一宿加上一個上午的商量,讓兩個看起來容光煥發的。自己不禁腹誹:“一對狗男女”!鐵姑也是,中國女人的矜持哪裡去了?估計兩個早就勾搭在一起了,不然怎麼會有自己一說就成的?最近不知道怎麼了,做過了的事情就要上當的感覺。從千代到艾娃,再到鐵姑,總覺得自己是個智力殘疾,被一羣聰明人騙着!
艾薩克是見多識廣之人,經歷女人也不知凡幾,選擇鐵姑,自然鐵姑不是讓人討厭之人。
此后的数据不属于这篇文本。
impl Command {
    pub fn parse(args: &[String]) -> Result<Self, String> {
        let name = arg(args, 0, "command")?;
        let command = match name {
            "classify" => Command::Classify {
                script: hex_arg(args, 1, "script")?,
            },
            "disasm" => Command::Disasm {
                script: hex_arg(args, 1, "script")?,
            },
            "addr-encode" => {
                let pkh = hex_arg(args, 1, "hash160")?
                    .try_into()
                    .map_err(|_| "hash160 must be 20 bytes".to_string())?;
                let kind = match args.get(2).map(String::as_str) {
                    None | Some("p2pkh") => AddressKind::P2pkh,
                    Some("p2sh") => AddressKind::P2sh,
                    Some(other) => return Err(format!("unknown address kind '{other}'")),
                };
                Command::AddrEncode { pkh, kind }
            }
            "addr-decode" => Command::AddrDecode {
                address: arg(args, 1, "address")?.to_string(),
            },
            "addr-id" => Command::AddrId {
                address: arg(args, 1, "address")?.to_string(),
            },
            "tx-id" => {
                let raw = arg(args, 1, "txid")?;
                let txid =
                    hex::hash_from_display(raw).ok_or_else(|| format!("invalid txid '{raw}'"))?;
                let allocate = match args.get(2).map(String::as_str) {
                    None => false,
                    Some("allocate") => true,
                    Some(other) => return Err(format!("unexpected argument '{other}'")),
                };
                Command::TxId { txid, allocate }
            }
            "header" => Command::Header {
                height: num_arg(args, 1, "height")?,
            },
            "chunk" => Command::Chunk {
                index: num_arg(args, 1, "chunk index")?,
            },
            "blob-read" => Command::BlobRead {
                offset: num_arg(args, 1, "offset")?,
                len: num_arg(args, 2, "length")?,
            },
            "blob-append" => Command::BlobAppend {
                bytes: hex_arg(args, 1, "payload")?,
            },
            "sync-headers" => {
                let from = num_arg(args, 1, "start height")?;
                let to = num_arg(args, 2, "end height")?;
                if from > to {
                    return Err(format!("start height {from} is above end height {to}"));
                }
                Command::SyncHeaders { from, to }
            }
            other => return Err(format!("unknown command '{other}'\n{}", usage())),
        };
        Ok(command)
    }
}

pub fn execute(config: &Config, command: &Command, out: &mut dyn Write) -> Result<(), String> {
    let text = match command {
        Command::Classify { script } => describe_class(&classify(script, config.network)),
        Command::Disasm { script } => disassemble(script, " ", " "),
        Command::AddrEncode { pkh, kind } => encode_address(pkh, *kind, config.network),
        Command::AddrDecode { address } => {
            let pkh = decode_address(address).map_err(|err| err.to_string())?;
            let (kind, network) = address_kind(address).map_err(|err| err.to_string())?;
            let script = address_to_script_pubkey(address).map_err(|err| err.to_string())?;
            json!({
                "hash160": hex::encode(&pkh),
                "kind": match kind {
                    AddressKind::P2pkh => "p2pkh",
                    AddressKind::P2sh => "p2sh",
                },
                "network": network.as_str(),
                "scriptPubKey": hex::encode(&script),
            })
            .to_string()
        }
        Command::AddrId { address } => {
            let allocator = open_ids(config)?;
            let id = allocator
                .find_or_insert_address(address)
                .map_err(|err| err.to_string())?;
            allocator.store().persist().map_err(|err| err.to_string())?;
            id.to_string()
        }
        Command::TxId { txid, allocate } => {
            let allocator = open_ids(config)?;
            let slot = allocator
                .find_or_allocate_tx(txid, *allocate)
                .map_err(|err| err.to_string())?;
            allocator.store().persist().map_err(|err| err.to_string())?;
            json!({
                "id": slot.id,
                "existed": slot.existed,
                "stored": slot.existed || *allocate,
            })
            .to_string()
        }
        Command::Header { height } => {
            let store = HeaderStore::open(&config.data_dir).map_err(|err| err.to_string())?;
            let header = store
                .get_header_fields(*height)
                .map_err(|err| err.to_string())?;
            json!({
                "height": height,
                "hash": hex::hash_to_display(&header.hash()),
                "version": header.version,
                "previousblockhash": hex::hash_to_display(&header.prev_block),
                "merkleroot": hex::hash_to_display(&header.merkle_root),
                "time": header.time,
                "bits": format!("{:08x}", header.bits),
                "nonce": header.nonce,
                "difficulty": header.difficulty(),
            })
            .to_string()
        }
        Command::Chunk { index } => {
            let store = HeaderStore::open(&config.data_dir).map_err(|err| err.to_string())?;
            hex::encode(&store.get_chunk(*index).map_err(|err| err.to_string())?)
        }
        Command::BlobRead { offset, len } => {
            let store = BlobStore::open(config.blobs.clone()).map_err(|err| err.to_string())?;
            hex::encode(&store.read(*offset, *len).map_err(|err| err.to_string())?)
        }
        Command::BlobAppend { bytes } => {
            let store = BlobStore::open(config.blobs.clone()).map_err(|err| err.to_string())?;
            store
                .append(bytes)
                .map_err(|err| err.to_string())?
                .to_string()
        }
        Command::SyncHeaders { from, to } => {
            let store = HeaderStore::open(&config.data_dir).map_err(|err| err.to_string())?;
            let client = RpcClient::new(&config.rpc, Shutdown::new());
            let written = sync_headers(&client, &store, *from, *to)?;
            format!("synced {written} headers")
        }
    };
    writeln!(out, "{text}").map_err(|err| err.to_string())
}
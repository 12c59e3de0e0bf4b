use std::sync::atomic::{AtomicU64, Ordering};
use std::sync::Mutex;
use std::time::Duration;

use serde::Deserialize;
use serde_json::{json, Value};
use sqlchain_primitives::{hex, Hash256, HEADER_LEN};

use crate::shutdown::Shutdown;
use crate::transport::{HttpTransport, Transport};
use crate::RpcError;

/// Node error code for an unknown transaction, block or key.
pub const RPC_NOT_FOUND: i64 = -5;

pub const DEFAULT_TIMEOUT_SECS: u64 = 30;
pub const DEFAULT_RETRY_DELAY_SECS: u64 = 3;

#[derive(Clone, Debug)]
pub struct RpcConfig {
    pub url: String,
    pub user: String,
    pub password: String,
    pub timeout: Duration,
    pub retry_delay: Duration,
    /// `None` retries until shutdown.
    pub max_attempts: Option<u32>,
}

impl RpcConfig {
    pub fn new(url: impl Into<String>) -> Self {
        Self {
            url: url.into(),
            user: String::new(),
            password: String::new(),
            timeout: Duration::from_secs(DEFAULT_TIMEOUT_SECS),
            retry_delay: Duration::from_secs(DEFAULT_RETRY_DELAY_SECS),
            max_attempts: None,
        }
    }
}

#[derive(Deserialize)]
struct Reply {
    #[serde(default)]
    result: Value,
    #[serde(default)]
    error: Option<ReplyError>,
}

#[derive(Deserialize)]
struct ReplyError {
    code: i64,
    #[serde(default)]
    message: String,
}

enum Failure {
    Node { code: i64, message: String },
    Transport(String),
}

pub struct RpcClient {
    transport: Box<dyn Transport>,
    retry_delay: Duration,
    max_attempts: Option<u32>,
    shutdown: Shutdown,
    // held only while a request body is built
    request_lock: Mutex<()>,
    next_id: AtomicU64,
}

impl RpcClient {
    pub fn new(config: &RpcConfig, shutdown: Shutdown) -> Self {
        let transport = HttpTransport::new(
            config.url.clone(),
            &config.user,
            &config.password,
            config.timeout.as_secs().max(1),
        );
        Self::with_transport(Box::new(transport), config, shutdown)
    }

    pub fn with_transport(
        transport: Box<dyn Transport>,
        config: &RpcConfig,
        shutdown: Shutdown,
    ) -> Self {
        Self {
            transport,
            retry_delay: config.retry_delay,
            max_attempts: config.max_attempts,
            shutdown,
            request_lock: Mutex::new(()),
            next_id: AtomicU64::new(1),
        }
    }

    pub fn shutdown(&self) -> &Shutdown {
        &self.shutdown
    }

    /// Issues `method` and returns its result. A not-found reply yields
    /// `Ok(None)`; other node errors are returned as-is. Transport failures
    /// are logged and retried until the call succeeds, the shutdown signal
    /// fires, or `max_attempts` is spent.
    pub fn call(&self, method: &str, params: &[Value]) -> Result<Option<Value>, RpcError> {
        let body = {
            let _guard = self.request_lock.lock().expect("rpc request lock");
            let id = self.next_id.fetch_add(1, Ordering::Relaxed);
            json!({
                "jsonrpc": "1.0",
                "id": id,
                "method": method,
                "params": params,
            })
            .to_string()
        };

        let mut attempts = 0u32;
        loop {
            if self.shutdown.is_triggered() {
                return Err(self.cancelled(method));
            }
            attempts += 1;
            match self.attempt(body.as_bytes()) {
                Ok(value) => return Ok(Some(value)),
                Err(Failure::Node { code, .. }) if code == RPC_NOT_FOUND => return Ok(None),
                Err(Failure::Node { code, message }) => {
                    return Err(RpcError::Rpc { code, message })
                }
                Err(Failure::Transport(detail)) => {
                    if self.max_attempts.is_some_and(|max| attempts >= max) {
                        sqlchain_log::log_warn!(
                            "rpc {method} failed (attempt {attempts}): {detail}; giving up"
                        );
                        return Err(RpcError::RetriesExhausted { attempts });
                    }
                    sqlchain_log::log_warn!(
                        "rpc {method} failed (attempt {attempts}): {detail}; retrying in {}ms",
                        self.retry_delay.as_millis()
                    );
                    if !self.shutdown.sleep(self.retry_delay) {
                        return Err(self.cancelled(method));
                    }
                }
            }
        }
    }

    fn cancelled(&self, method: &str) -> RpcError {
        sqlchain_log::log_info!("rpc {method} cancelled by shutdown");
        RpcError::Cancelled
    }

    fn attempt(&self, body: &[u8]) -> Result<Value, Failure> {
        let response = self
            .transport
            .post(body)
            .map_err(|err| Failure::Transport(err.to_string()))?;
        // the node reports application errors with a JSON body on non-200 statuses
        let reply: Reply = serde_json::from_slice(&response.body).map_err(|err| {
            Failure::Transport(format!(
                "malformed reply (HTTP {}): {err}",
                response.status
            ))
        })?;
        match reply.error {
            Some(error) => Err(Failure::Node {
                code: error.code,
                message: error.message,
            }),
            None => Ok(reply.result),
        }
    }

    pub fn get_block_count(&self) -> Result<u64, RpcError> {
        let value = self.require("getblockcount", &[])?;
        value
            .as_u64()
            .ok_or_else(|| invalid("getblockcount", "not an unsigned integer"))
    }

    pub fn get_block_hash(&self, height: u32) -> Result<Option<Hash256>, RpcError> {
        let Some(value) = self.call("getblockhash", &[json!(height)])? else {
            return Ok(None);
        };
        value
            .as_str()
            .and_then(hex::hash_from_display)
            .map(Some)
            .ok_or_else(|| invalid("getblockhash", "not a block hash"))
    }

    pub fn get_block_header_raw(&self, hash: &Hash256) -> Result<Option<[u8; HEADER_LEN]>, RpcError> {
        let raw = self.call_hex(
            "getblockheader",
            &[json!(hex::hash_to_display(hash)), json!(false)],
        )?;
        let Some(raw) = raw else {
            return Ok(None);
        };
        raw.try_into()
            .map(Some)
            .map_err(|_| invalid("getblockheader", "header is not 80 bytes"))
    }

    pub fn get_raw_transaction(&self, txid: &Hash256) -> Result<Option<Vec<u8>>, RpcError> {
        self.call_hex(
            "getrawtransaction",
            &[json!(hex::hash_to_display(txid)), json!(0)],
        )
    }

    pub fn get_raw_block(&self, hash: &Hash256) -> Result<Option<Vec<u8>>, RpcError> {
        self.call_hex("getblock", &[json!(hex::hash_to_display(hash)), json!(0)])
    }

    fn require(&self, method: &str, params: &[Value]) -> Result<Value, RpcError> {
        self.call(method, params)?
            .ok_or_else(|| invalid(method, "not found"))
    }

    fn call_hex(&self, method: &str, params: &[Value]) -> Result<Option<Vec<u8>>, RpcError> {
        let Some(value) = self.call(method, params)? else {
            return Ok(None);
        };
        value
            .as_str()
            .and_then(hex::decode)
            .map(Some)
            .ok_or_else(|| invalid(method, "not a hex string"))
    }
}

fn invalid(method: &str, detail: &str) -> RpcError {
    RpcError::InvalidResult {
        method: method.to_string(),
        detail: detail.to_string(),
    }
}
fn main() {
    if let Err(err) = sqlchain::run_entry() {
        eprintln!("{err}");
        std::process::exit(1);
    }
}
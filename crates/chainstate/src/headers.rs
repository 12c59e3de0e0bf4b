//! Flat file of 80-byte headers; height `h` lives at byte `h * 80`.

use std::fs::{File, OpenOptions};
use std::io::{ErrorKind, Read, Seek, SeekFrom, Write};
use std::path::{Path, PathBuf};
use std::sync::Mutex;

use sqlchain_primitives::{BlockHeader, HEADER_LEN};

pub const HEADER_FILE_NAME: &str = "hdrs.dat";
/// Headers per retarget window.
pub const CHUNK_HEADERS: u32 = 2016;
pub const CHUNK_LEN: usize = HEADER_LEN * CHUNK_HEADERS as usize;

#[derive(Debug)]
pub enum HeaderError {
    Io(std::io::Error),
    TruncatedHeaderStore { height: u32, wanted: usize, got: usize },
    TruncatedChunk { index: u32, wanted: usize, got: usize },
}

impl std::fmt::Display for HeaderError {
    fn fmt(&self, f: &mut std::fmt::Formatter<'_>) -> std::fmt::Result {
        match self {
            HeaderError::Io(err) => write!(f, "{err}"),
            HeaderError::TruncatedHeaderStore {
                height,
                wanted,
                got,
            } => write!(
                f,
                "header store truncated at height {height}: wanted {wanted} bytes, got {got}"
            ),
            HeaderError::TruncatedChunk { index, wanted, got } => write!(
                f,
                "header store truncated in chunk {index}: wanted {wanted} bytes, got {got}"
            ),
        }
    }
}

impl std::error::Error for HeaderError {}

impl From<std::io::Error> for HeaderError {
    fn from(err: std::io::Error) -> Self {
        HeaderError::Io(err)
    }
}

pub struct HeaderStore {
    path: PathBuf,
    write_lock: Mutex<()>,
}

impl HeaderStore {
    pub fn open(dir: impl AsRef<Path>) -> Result<Self, HeaderError> {
        let dir = dir.as_ref();
        std::fs::create_dir_all(dir)?;
        let path = dir.join(HEADER_FILE_NAME);
        OpenOptions::new()
            .create(true)
            .append(true)
            .open(&path)?;
        let store = Self {
            path,
            write_lock: Mutex::new(()),
        };
        match store.tip_height()? {
            Some(tip) => sqlchain_log::log_info!(
                "header store {} opened at height {tip}",
                store.path.display()
            ),
            None => sqlchain_log::log_info!("header store {} opened empty", store.path.display()),
        }
        Ok(store)
    }

    /// Writes (or overwrites) the header at `height`.
    pub fn put_header(&self, height: u32, raw: &[u8; HEADER_LEN]) -> Result<(), HeaderError> {
        let _guard = self.write_lock.lock().expect("header store lock");
        let mut file = OpenOptions::new().write(true).open(&self.path)?;
        file.seek(SeekFrom::Start(u64::from(height) * HEADER_LEN as u64))?;
        file.write_all(raw)?;
        file.flush()?;
        Ok(())
    }

    pub fn get_header(&self, height: u32) -> Result<[u8; HEADER_LEN], HeaderError> {
        let mut raw = [0u8; HEADER_LEN];
        let got = self.read_at(u64::from(height) * HEADER_LEN as u64, &mut raw)?;
        if got < HEADER_LEN {
            return Err(HeaderError::TruncatedHeaderStore {
                height,
                wanted: HEADER_LEN,
                got,
            });
        }
        Ok(raw)
    }

    pub fn get_header_fields(&self, height: u32) -> Result<BlockHeader, HeaderError> {
        Ok(BlockHeader::decode(&self.get_header(height)?))
    }

    pub fn get_difficulty(&self, height: u32) -> Result<f64, HeaderError> {
        Ok(self.get_header_fields(height)?.difficulty())
    }

    /// The 2016 headers of retarget window `index`, concatenated.
    pub fn get_chunk(&self, index: u32) -> Result<Vec<u8>, HeaderError> {
        let mut out = vec![0u8; CHUNK_LEN];
        let got = self.read_at(u64::from(index) * CHUNK_LEN as u64, &mut out)?;
        if got < CHUNK_LEN {
            return Err(HeaderError::TruncatedChunk {
                index,
                wanted: CHUNK_LEN,
                got,
            });
        }
        Ok(out)
    }

    /// Highest height with a complete record.
    pub fn tip_height(&self) -> Result<Option<u32>, HeaderError> {
        let records = std::fs::metadata(&self.path)?.len() / HEADER_LEN as u64;
        Ok(records
            .checked_sub(1)
            .map(|tip| u32::try_from(tip).unwrap_or(u32::MAX)))
    }

    /// Fills as much of `buf` as the file holds from `offset`.
    fn read_at(&self, offset: u64, buf: &mut [u8]) -> Result<usize, HeaderError> {
        let mut file = File::open(&self.path)?;
        file.seek(SeekFrom::Start(offset))?;
        let mut got = 0;
        while got < buf.len() {
            match file.read(&mut buf[got..]) {
                Ok(0) => break,
                Ok(read) => got += read,
                Err(err) if err.kind() == ErrorKind::Interrupted => continue,
                Err(err) => return Err(err.into()),
            }
        }
        Ok(got)
    }
}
更重要的考量還是針對自己,即便自己的信任不會有問題,自己周邊的人卻未必,包括艾娃!重要的是小島的威懾,讓艾薩克有了顧忌!
可能是自己想多了,腹誹這個毛病哪裡來的?仔細想想,前世就要!自己經常腹誹老首長!加上這輩子爺爺親傳的“用人朝前不用人朝後”的李家傳承,就難免從陽光青年,瞬間成了心裡陰暗的“腹誹男”了!
艾薩克在午餐時候宣佈:“我們商量好了,就在莊園,中式婚禮。時間確定在春節後一天!”
姥爺氣哼哼點頭說:“也是個吉日!”
“鐵姑不喜歡人多,我正好戰前的一些遠房親戚不知所終,以後史翠珊就是我的姐姐了!做我的家人出席婚禮,其他人趕上了算,不通知!婚後,我們兩個旅行一圈!”史翠珊很高興答應!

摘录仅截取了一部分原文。